That’s right. It’s, incredible. You know, what can happen in your life if you just know how to properly take care of yourself in all aspects mentally, emotionally, physically, spiritually, all the things, if you if you have if you can put a routine in place, you know, every day, every morning, whatever that looks like knowing to get good regular sleep at night.
Eating great meals, drinking a lot of you know enough water, getting your your 30 minutes of exercise. Maybe practice gratitude journaling, which I didn’t do until after all this had occurred. But what that can do to shift your mindset as well but just to be in a good headspace. How much more productive and successful you’ll be that day versus the self sabotage you can do to yourself.
So good. What was the hardest thing you’ve had to overcome? So far, so whether that be cognitive or physical, what are some of the things that you’ve had to overcome, that were caused by the stroke?
Yeah, so I’m blessed physically, that if you saw me on the street, no one would ever know, I’ve had a stroke. So I am well aware of that, and incredibly thankful that I was able to overcome the physical challenges, the biggest deficit that I have, that no one can see is that I lost lost my left peripheral vision.
So I don’t have about 40% of my vision. So I don’t mean there’s like a straight line looking versus the left side of my, my body over here.

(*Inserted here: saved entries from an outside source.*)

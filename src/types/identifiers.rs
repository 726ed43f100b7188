use std::fmt;

use serde::{Deserialize, Serialize};

/// Document identifier assigned by the owning layer.
#[derive(Debug, Clone, Copy, PartialEq, Eq, PartialOrd, Ord, Hash, Serialize, Deserialize)]
#[serde(transparent)]
pub struct DocumentId(i64);

impl DocumentId {
    pub fn new(raw: i64) -> Self {
        DocumentId(raw)
    }

    pub fn get(self) -> i64 {
        self.0
    }
}

impl From<i64> for DocumentId {
    fn from(raw: i64) -> Self {
        DocumentId(raw)
    }
}

impl fmt::Display for DocumentId {
    fn fmt(&self, f: &mut fmt::Formatter<'_>) -> fmt::Result {
        write!(f, "{}", self.0)
    }
}

#[derive(Debug, Clone, Copy, PartialEq, Eq, PartialOrd, Ord, Hash, Serialize, Deserialize)]
#[serde(transparent)]
pub struct PageId(i64);

impl PageId {
    pub fn new(raw: i64) -> Self {
        PageId(raw)
    }

    pub fn get(self) -> i64 {
        self.0
    }
}

impl From<i64> for PageId {
    fn from(raw: i64) -> Self {
        PageId(raw)
    }
}

impl fmt::Display for PageId {
    fn fmt(&self, f: &mut fmt::Formatter<'_>) -> fmt::Result {
        write!(f, "{}", self.0)
    }
}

So I adapted that every day, I’ve gotten better, right over the over the years of knowing that’s not going to change, there’s nothing we can do about that. I’m blessed that I got my license back a few months later.
And I’m able to drive where I know, there’s so many people that you know, they, they lose that freedom. But that’s still a challenge. And it can still mess with you mentally, to know that you don’t have 40% of your vision. And then the other deficit that I had to overcome, which was also extremely challenging, that no one can see is my vocal cord was paralyzed.
So not only did I have the speech therapy to get the strength in my voice back, but it affects my ability to breathe. So it doesn’t affect it on a daily basis, or when I’m sleeping or anything, but as a girl that used to do boot camp style workouts five to six days a week, and push myself to the point of exhaustion and exertion every day, and I couldn’t leave the gym without you know, being completely drenched in sweat and that was a de stressor for me, right?
I can’t do that now. Because I have to be able to catch my breath. So I can’t really do any cardio or anything. And so I’ll get winded extremely easily. So overcoming that not only physically figuring out another way to work out, but as a de stressor, how am I going to de stress mentally, knowing I have to change such a big part of my life. So that’s been that was challenging. I found a new way and I love it, but it took some time.
So what’s the new way?
Pilates is my passion. I never would have considered that before not judging anybody that did it. It just didn’t seem like the type of workout for me that was going to accomplish what I wanted to accomplish. But now.
Let’s face it, it seems weird Pilates whatever.
Yeah, what are we doing? Are we stretching and doing abs? No, it’s hard every single time.
But it’s amazing I know. So Pilates. So you do that a few times?
Oh, yeah. I probably six days a week. I take one day off.
I can see you don’t do things by yeah.
I love it. It’s continued healing and therapy too to do Pilates. Right. I mean, it’s, I’m consistently working on my balance still, and breathing, and, you know, just stretching. And it really is such a great form of exercise and therapy for me.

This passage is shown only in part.